◆ Problem description
From the records that follow, copy every line in which "Default" appears.
+++++
//! Shared types used across all pipeline stages.
//!
//! A run flows `UploadedItem`s through the collector, which resolves them into
//! workspace-resident `CandidateFile`s; the transform stage folds per-file
//! outcomes into a `RunLog` and `RunStats`, both of which end up in the
//! caller-held `RunResult`.

use serde::Serialize;
use std::collections::BTreeMap;
use std::fmt;
use std::path::{Path, PathBuf};

/// An uploaded input: a byte blob with a declared name.
///
/// Read-only to the pipeline. The caller owns it for the duration of a run;
/// the collector materializes it into the workspace once and never touches
/// it again.
#[derive(Debug, Clone)]
pub struct UploadedItem {
    pub name: String,
    bytes: Vec<u8>,
}

impl UploadedItem {
    pub fn from_bytes(name: impl Into<String>, bytes: Vec<u8>) -> Self {
        Self {
            name: name.into(),
            bytes,
        }
    }

    /// Read a file from disk into an item named after its final path component.
    pub fn from_path(path: &Path) -> std::io::Result<Self> {
        let name = path
            .file_name()
            .map(|n| n.to_string_lossy().into_owned())
            .unwrap_or_else(|| path.display().to_string());
        Ok(Self {
            name,
            bytes: std::fs::read(path)?,
        })
    }

    pub fn bytes(&self) -> &[u8] {
        &self.bytes
    }

    pub fn size(&self) -> u64 {
        self.bytes.len() as u64
    }
}

/// A workspace-resident file eligible for transformation.
///
/// Created by the collector; owned by the run's workspace and gone when the
/// workspace is torn down.
#[derive(Debug, Clone, PartialEq, Eq)]
pub struct CandidateFile {
    pub path: PathBuf,
    /// Detected extension, lowercased, without the dot (e.g. `"jpg"`).
    pub ext: String,
}

/// Ordered, append-only sequence of human-readable run events.
///
/// One line per notable event: file accepted, transformed, skipped, errored.
/// Becomes `log.txt` in the result archive.
#[derive(Debug, Clone, Default, Serialize)]
pub struct RunLog(Vec<String>);

impl RunLog {
    pub fn push(&mut self, line: impl Into<String>) {
        self.0.push(line.into());
    }

    pub fn lines(&self) -> &[String] {
        &self.0
    }

    /// Newline-joined text, as written to `log.txt`.
    pub fn to_text(&self) -> String {
        self.0.join("\n")
    }

    pub fn is_empty(&self) -> bool {
        self.0.is_empty()
    }

    pub fn len(&self) -> usize {
        self.0.len()
    }
}

/// Named run counters (`total`, `renamed`, `converted`, `processed`,
/// `skipped`, `errors` — whichever apply to the mode).
///
/// Every key a mode reports is present from run start, so a zero-input run
/// still yields a complete `{total: 0, ..., errors: 0}` mapping.
#[derive(Debug, Clone, Default, Serialize, PartialEq, Eq)]
#[serde(transparent)]
pub struct RunStats {
    counters: BTreeMap<String, u64>,
}

impl RunStats {
    /// Initialize all of a mode's counters to zero.
    pub fn for_keys(keys: &[&str]) -> Self {
        Self {
            counters: keys.iter().map(|k| (k.to_string(), 0)).collect(),
        }
    }

    pub fn bump(&mut self, key: &str) {
        self.add(key, 1);
    }

    pub fn add(&mut self, key: &str, n: u64) {
        *self.counters.entry(key.to_string()).or_insert(0) += n;
    }

    /// Counter value; 0 for keys never reported.
    pub fn get(&self, key: &str) -> u64 {
        self.counters.get(key).copied().unwrap_or(0)
    }

    pub fn iter(&self) -> impl Iterator<Item = (&str, u64)> {
        self.counters.iter().map(|(k, v)| (k.as_str(), *v))
    }
}

impl fmt::Display for RunStats {
    fn fmt(&self, f: &mut fmt::Formatter<'_>) -> fmt::Result {
        // Fixed, reader-friendly order; alphabetical for anything else.
        const ORDER: [&str; 6] = [
            "total",
            "renamed",
            "converted",
            "processed",
            "skipped",
            "errors",
        ];
        let mut first = true;
        for key in ORDER {
            if let Some(&value) = self.counters.get(key) {
                if !first {
                    write!(f, ", ")?;
                }
                first = false;
                write!(f, "{key}: {value}")?;
            }
        }
        for (key, &value) in &self.counters {
            if !ORDER.contains(&key.as_str()) {
                if !first {
                    write!(f, ", ")?;
                }
                first = false;
                write!(f, "{key}: {value}")?;
            }
        }
        Ok(())
    }
}
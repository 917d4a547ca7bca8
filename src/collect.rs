//! Input collection — stage 1 of the pipeline.
//!
//! Resolves uploaded items (loose images and ZIP archives) into candidate
//! files inside an ephemeral workspace:
//!
//! - Items over the configured size threshold are rejected and logged.
//! - ZIP archives are expanded member by member; a member that fails to
//!   extract is logged and skipped (partial extraction is fine). Supported
//!   members become candidates in archive-listing order.
//! - Loose supported images are materialized unchanged.
//! - Anything else is logged as unsupported and excluded.
//!
//! Only a failure to open the ZIP container itself (or a workspace-level I/O
//! failure) aborts the run; everything else is file-scoped.

use crate::types::{CandidateFile, RunLog, UploadedItem};
use std::fs::File;
use std::io::{self, Cursor};
use std::path::Path;
use tempfile::TempDir;
use thiserror::Error;
use zip::ZipArchive;

/// Extensions the pipeline accepts, lowercased, without the dot.
///
/// HEIC/HEIF are accepted even though no decoder is compiled in: renaming
/// works on them, and the decode-based modes record a per-file error instead
/// of rejecting the upload outright.
pub const SUPPORTED_EXTS: &[&str] = &[
    "jpg", "jpeg", "png", "bmp", "webp", "tiff", "heic", "heif",
];

/// Lowercased extension of `path` if it is in the supported set.
pub fn supported_ext(path: &Path) -> Option<String> {
    let ext = path.extension()?.to_str()?.to_ascii_lowercase();
    SUPPORTED_EXTS.contains(&ext.as_str()).then_some(ext)
}

#[derive(Error, Debug)]
pub enum CollectError {
    #[error("failed to open archive {name}: {source}")]
    ArchiveOpen {
        name: String,
        #[source]
        source: zip::result::ZipError,
    },
    #[error("IO error: {0}")]
    Io(#[from] std::io::Error),
}

/// Ephemeral directory scoped to exactly one run.
///
/// Owns every candidate file and every transform output. Dropped (and
/// deleted) unconditionally when the run ends, on success or failure.
pub struct Workspace {
    dir: TempDir,
}

impl Workspace {
    pub fn new() -> io::Result<Self> {
        Ok(Self {
            dir: TempDir::new()?,
        })
    }

    pub fn root(&self) -> &Path {
        self.dir.path()
    }
}

/// Resolve uploaded items into workspace-resident candidate files.
///
/// Candidate order follows the order items were supplied, with archive
/// contents in archive-listing order.
pub fn collect(
    items: &[UploadedItem],
    max_size_bytes: u64,
    workspace: &Workspace,
    log: &mut RunLog,
) -> Result<Vec<CandidateFile>, CollectError> {
    let mut candidates = Vec::new();

    for item in items {
        if item.size() > max_size_bytes {
            log.push(format!(
                "rejected: {} exceeds the {} MB size limit",
                item.name,
                max_size_bytes / (1024 * 1024)
            ));
            continue;
        }

        if item.name.to_ascii_lowercase().ends_with(".zip") {
            extract_archive(item, workspace, log, &mut candidates)?;
        } else if supported_ext(Path::new(&item.name)).is_some() {
            materialize_image(item, workspace, log, &mut candidates)?;
        } else {
            log.push(format!("{}: unsupported", item.name));
        }
    }

    Ok(candidates)
}

/// Expand a ZIP item into the workspace, collecting supported members.
///
/// Member extraction failures (bad CRC, truncated data) are logged and the
/// extraction continues; a container that cannot be opened at all is fatal.
fn extract_archive(
    item: &UploadedItem,
    workspace: &Workspace,
    log: &mut RunLog,
    candidates: &mut Vec<CandidateFile>,
) -> Result<(), CollectError> {
    let mut archive =
        ZipArchive::new(Cursor::new(item.bytes())).map_err(|source| CollectError::ArchiveOpen {
            name: item.name.clone(),
            source,
        })?;

    let mut found = 0usize;
    for index in 0..archive.len() {
        let mut entry = match archive.by_index(index) {
            Ok(entry) => entry,
            Err(e) => {
                log.push(format!(
                    "error: could not read entry {index} of {} ({e})",
                    item.name
                ));
                continue;
            }
        };

        // mangled_name strips absolute prefixes and parent traversal, so
        // every member lands inside the workspace.
        let rel = entry.mangled_name();
        if rel.as_os_str().is_empty() {
            continue;
        }
        let dest = workspace.root().join(&rel);

        if entry.is_dir() {
            std::fs::create_dir_all(&dest)?;
            continue;
        }
        if let Some(parent) = dest.parent() {
            std::fs::create_dir_all(parent)?;
        }

        let copied = File::create(&dest).and_then(|mut out| io::copy(&mut entry, &mut out));
        match copied {
            Ok(_) => {
                if let Some(ext) = supported_ext(&dest) {
                    found += 1;
                    candidates.push(CandidateFile { path: dest, ext });
                }
            }
            Err(e) => {
                log.push(format!(
                    "error: could not extract {} from {} ({e})",
                    rel.display(),
                    item.name
                ));
                // A half-written file must not become a candidate later.
                let _ = std::fs::remove_file(&dest);
            }
        }
    }

    log.push(format!("archive {}: found {} images", item.name, found));
    Ok(())
}

/// Write a directly-supported image into the workspace unchanged.
fn materialize_image(
    item: &UploadedItem,
    workspace: &Workspace,
    log: &mut RunLog,
    candidates: &mut Vec<CandidateFile>,
) -> Result<(), CollectError> {
    // File-name component only; an uploaded name never dictates directories.
    let file_name = Path::new(&item.name)
        .file_name()
        .map(|n| n.to_string_lossy().into_owned())
        .unwrap_or_else(|| item.name.clone());
    let dest = workspace.root().join(&file_name);
    std::fs::write(&dest, item.bytes())?;

    if let Some(ext) = supported_ext(&dest) {
        log.push(format!("file {}: added", item.name));
        candidates.push(CandidateFile { path: dest, ext });
    }
    Ok(())
}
+++++
◆ Output of the task
#[derive(Debug, Clone, Default, Serialize)]
#[derive(Debug, Clone, Default, Serialize, PartialEq, Eq)]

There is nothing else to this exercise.